10 de março de 2022

O ato de transferência de concessão de um determinado serviço mediante a autorização do poder público, previsto no artigo 27 da Lei 8.987/1995, não é incompatível com a Constituição Federal, e, portanto, não deve ser impugnado.

Ministro Dias Toffoli mudou de posição e proferiu entendimento vencedor em julgamento

Com base nesse entendimento, o Supremo Tribunal Federal, por 7 votos a 4, validou, em julgamento virtual, a cessão ou transferência das concessões sem obrigatoriedade de abertura de novo processo licitatório. Prevaleceu a proposta do relator, ministro Dias Toffoli, que mudou seu voto no decorrer do processo.

Para Toffoli, as cessões ou transferências de concessão e do controle societário da concessionária, desde que autorizadas pelo poder público, têm a finalidade de permitir a continuidade da prestação de serviços nos casos em que as concessionárias não têm condições de dar continuidade aos empreendimentos.

Segundo ele, o próprio parágrafo 1º do dispositivo da lei que se tentava impugnar já prevê requisitos para que a administração pública autorize a cessão da concessão ou a transferência do controle societário, como atendimento das exigências técnicas, idoneidade financeira e regularidade jurídica, além do comprometimento com todas as obrigações contratuais.

Também cabe à administração pública fazer o controle de juridicidade do ato de transferência, conferindo se são atendidos os critérios de admissibilidade da cessão, se há norma legal vedando a prática no contrato específico ou cláusula proibindo, se o certame não apresenta empecilho à cessão, se a transferência não resulta de conluio para transmitir a posição contratual ou se não há indícios de cartelização.

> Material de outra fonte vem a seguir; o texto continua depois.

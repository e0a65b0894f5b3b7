// 该文件是 Kanjian （看见） 项目的一部分。
// src/output/save_image_file.rs - 保存图像文件
//
// 本文件根据 Apache 许可证第 2.0 版（以下简称“许可证”）授权使用；
// 除非遵守该许可证条款，否则您不得使用本文件。
// 您可通过以下网址获取许可证副本：
// http://www.apache.org/licenses/LICENSE-2.0
// 除非适用法律要求或书面同意，根据本许可协议分发的软件均按“原样”提供，
// 不附带任何形式的明示或暗示的保证或条件。
// 有关许可权限与限制的具体条款，请参阅本许可协议。
//
// Copyright (C) 2026 Johann Li <me@qinka.pro>, Wareless Group

use std::path::{Path, PathBuf};

use thiserror::Error;
use tracing::info;
use url::Url;

use crate::{
  FromUrl, FromUrlWithScheme,
  frame::Frame,
  output::{Render, Rendered},
};

/// 把最新的可视化结果写到同一个文件，每次覆盖
pub struct SaveImageFileOutput {
  path: PathBuf,
}

#[derive(Error, Debug)]
pub enum SaveImageFileError {
  #[error("I/O 错误: {0}")]
  IoError(std::io::Error),
  #[error("图像错误: {0}")]
  ImageError(image::ImageError),
  #[error("URI 方案不匹配: {0}")]
  SchemeMismatch(String),
}

impl FromUrlWithScheme for SaveImageFileOutput {
  const SCHEME: &'static str = "image";
}

impl FromUrl for SaveImageFileOutput {
  type Error = SaveImageFileError;

  fn from_url(uri: &Url) -> Result<Self, Self::Error> {
    if uri.scheme() != Self::SCHEME {
      return Err(SaveImageFileError::SchemeMismatch(format!(
        "期望保存方式 '{}', 实际保存方式 '{}'",
        Self::SCHEME,
        uri.scheme()
      )));
    }

    Ok(SaveImageFileOutput::new(uri.path()))
  }
}

impl SaveImageFileOutput {
  pub fn new(path: impl Into<PathBuf>) -> Self {
    Self { path: path.into() }
  }

  pub fn path(&self) -> &Path {
    &self.path
  }
}

impl Render<Frame, Rendered> for SaveImageFileOutput {
  type Error = SaveImageFileError;

  fn render_result(&self, _frame: &Frame, result: &Rendered) -> Result<(), Self::Error> {
    if let Some(parent) = self.path.parent()
      && !parent.as_os_str().is_empty()
    {
      std::fs::create_dir_all(parent).map_err(SaveImageFileError::IoError)?;
    }

    result
      .image
      .save(&self.path)
      .map_err(SaveImageFileError::ImageError)?;

    info!("保存层 {} 的可视化到文件: {}", result.layer, self.path.display());

    Ok(())
  }
}

#[cfg(test)]
mod tests {
  use image::Rgb;

  use super::*;
  use crate::frame::RenderedImage;

  #[test]
  fn writes_png() {
    let dir = tempfile::tempdir().unwrap();
    let path = dir.path().join("sub/out.png");
    let url = Url::from_file_path(&path).unwrap();
    let url = Url::parse(&url.as_str().replacen("file", "image", 1)).unwrap();
    let output = SaveImageFileOutput::from_url(&url).unwrap();

    let frame = Frame::filled(2, 2, [0, 0, 0]);
    let result = Rendered {
      layer: "conv1".to_string(),
      frame: frame.clone(),
      fingerprint: frame.fingerprint(),
      image: RenderedImage::from_pixel(3, 2, Rgb([10, 20, 30])),
    };
    output.render_result(&frame, &result).unwrap();

    let saved = image::open(&path).unwrap().to_rgb8();
    assert_eq!(saved.dimensions(), (3, 2));
    assert_eq!(saved.get_pixel(1, 1), &Rgb([10, 20, 30]));
  }

  #[test]
  fn rejects_other_scheme() {
    let url = Url::parse("folder:///tmp/out").unwrap();
    assert!(matches!(
      SaveImageFileOutput::from_url(&url),
      Err(SaveImageFileError::SchemeMismatch(_))
    ));
  }
}
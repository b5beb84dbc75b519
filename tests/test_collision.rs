use dino_runner::collision::collides;
use dino_runner::entities::Rect;

use proptest::prelude::*;

fn rect() -> impl Strategy<Value = Rect> {
    (-500.0..500.0f64, -500.0..500.0f64, 0.5..200.0f64, 0.5..200.0f64)
        .prop_map(|(x, y, w, h)| Rect::new(x, y, w, h))
}

#[test]
fn overlapping_boxes_collide() {
    let a = Rect::new(50.0, 300.0, 80.0, 80.0);
    let b = Rect::new(100.0, 340.0, 40.0, 40.0);
    assert!(collides(&a, &b));
    assert!(collides(&b, &a));
}

#[test]
fn touching_edges_do_not_collide() {
    // Half-open intervals: sharing an edge is not an overlap
    let a = Rect::new(0.0, 0.0, 10.0, 10.0);
    let right = Rect::new(10.0, 0.0, 10.0, 10.0);
    let below = Rect::new(0.0, 10.0, 10.0, 10.0);
    assert!(!collides(&a, &right));
    assert!(!collides(&a, &below));
}

#[test]
fn overlap_on_one_axis_only_is_not_a_collision() {
    let a = Rect::new(0.0, 0.0, 10.0, 10.0);
    let same_column = Rect::new(2.0, 50.0, 4.0, 4.0);
    let same_row = Rect::new(50.0, 2.0, 4.0, 4.0);
    assert!(!collides(&a, &same_column));
    assert!(!collides(&a, &same_row));
}

#[test]
fn contained_box_collides() {
    let outer = Rect::new(0.0, 0.0, 100.0, 100.0);
    let inner = Rect::new(40.0, 40.0, 5.0, 5.0);
    assert!(collides(&outer, &inner));
    assert!(collides(&inner, &outer));
}

#[test]
fn player_clears_ground_hazard_at_jump_apex() {
    // Default geometry: apex of a jump is y = 300 - 210 = 90
    let player = Rect::new(50.0, 90.0, 80.0, 80.0);
    let cactus = Rect::new(60.0, 340.0, 40.0, 40.0);
    assert!(!collides(&player, &cactus));
}

proptest! {
    #[test]
    fn collision_is_symmetric(a in rect(), b in rect()) {
        prop_assert_eq!(collides(&a, &b), collides(&b, &a));
    }

    #[test]
    fn identical_boxes_always_collide(a in rect()) {
        prop_assert!(collides(&a, &a));
    }

    #[test]
    fn horizontally_separated_boxes_never_collide(a in rect(), b in rect(), gap in 0.0..50.0f64) {
        let moved = Rect::new(a.right() + gap, b.y, b.width, b.height);
        prop_assert!(!collides(&a, &moved));
        prop_assert!(!collides(&moved, &a));
    }

    #[test]
    fn vertically_separated_boxes_never_collide(a in rect(), b in rect(), gap in 0.0..50.0f64) {
        let moved = Rect::new(b.x, a.bottom() + gap, b.width, b.height);
        prop_assert!(!collides(&a, &moved));
        prop_assert!(!collides(&moved, &a));
    }
}
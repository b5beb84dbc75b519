/// Error types for the simulation core.
///
/// The simulation itself never fails once running; the only fallible step is
/// building a session from a `GameConfig` that does not describe a playable
/// field.

use thiserror::Error;

#[derive(Debug, Error, Clone, PartialEq)]
pub enum ConfigError {
    #[error("{name} must be positive and finite, got {value}")]
    NotPositive { name: &'static str, value: f64 },

    #[error("{name} must be finite, got {value}")]
    NotFinite { name: &'static str, value: f64 },

    #[error("{name} interval must be at least 1ms")]
    ZeroInterval { name: &'static str },

    #[error("trail length must be at least 1")]
    EmptyTrail,

    #[error("jump impulse must point upwards (negative), got {0}")]
    JumpImpulse(f64),

    #[error("ground band starts at {ground_top} but the field is only {field_height} tall")]
    GroundOutsideField { ground_top: f64, field_height: f64 },
}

O entendimento de Toffoli foi acompanhado por Gilmar Mendes, Nunes Marques, Alexandre de Moraes, André Mendonça, Luiz Fux e Luís Roberto Barroso.

Ficaram vencidos os ministros Luiz Edson Fachin, acompanhado por Rosa Weber e Ricardo Lewandowski, e Cármen Lúcia.

Histórico da ADI
A ação foi proposta pela Procuradoria-Geral da República em 2003, pelo então procurador Cláudio Fonteles. O artigo 27 da Lei 8.987/95 dispõe sobre a caducidade da concessão quando ocorrer a transferência da concessão ou do controle acionário da concessionária sem a prévia anuência do poder concedente — admitindo, assim, a transferência quando houver anuência da administração. A ação argumentava que essa transferência violaria o artigo 175 da Constituição, que proíbe que haja concessão sem prévio procedimento licitatório.

O dispositivo determina que “a transferência de concessão ou do controle societário da concessionária sem prévia anuência do poder concedente implicará a caducidade da concessão”. Para combater a eficácia do artigo 27 da lei impugnada, o procurador-geral invocou o artigo 175 da Constituição Federal, segundo o qual, “incumbe ao Poder Público, na forma da lei, diretamente ou sob o regime de concessão ou permissão, sempre através de licitação, a prestação de serviços públicos”.

Após citar a doutrina que amparava suas alegações, Cláudio Fonteles advertiu para um contrassenso da lei impugnada: o dispositivo questionado, diz ele, “discrepa da própria lei, pois o artigo 26 do mesmo diploma, ao dispor sobre a subconcessão de serviço público, estabelece expressamente a exigência de licitação”.

No julgamento iniciado no Plenário Virtual em agosto de 2021, e que depois foi transferido para o Plenário físico devido a um pedido de destaque de Gilmar Mendes, Toffoli tinha dado provimento parcial ao pedido para declarar a inconstitucionalidade do artigo.

Na continuação do julgamento, em dezembro, o relator disse que, depois de o caso ser transferido para o julgamento presencial, resolveu mudar seu voto, também influenciado por um parecer apresentado pelo ex-ministro do STF Sepúlveda Pertence. Esse parecer foi publicado pela ConJur.

Nele, o ministro aposentado afirma que o artigo 27 da Lei 8.987/1995 é constitucional. Isso porque a operação ocorre depois da contratação da proposta mais vantajosa, que exaure a finalidade da licitação.

Respondendo a pergunta feita pela Associação Brasileira de Infraestrutura e de Indústrias de Base (Abdib), Pertence disse também que a transferência da execução de serviços públicos não despreza a licitação promovida anteriormente, com a extinção da concessão e novo procedimento para contratar outro concessionário para prestar o serviço.

Segundo Pertence, a mudança é inevitável e previsível na gestão e execução dos contratos de concessão, que têm prazos longos. E a transferência de concessões ou do seu controle societário, destacou, só pode ser feita com concordância do poder público, com a comprovação de capacidade técnica, idoneidade financeira e regularidade jurídica e fiscal, além da garantia de que serão cumpridas todas as cláusulas do contrato.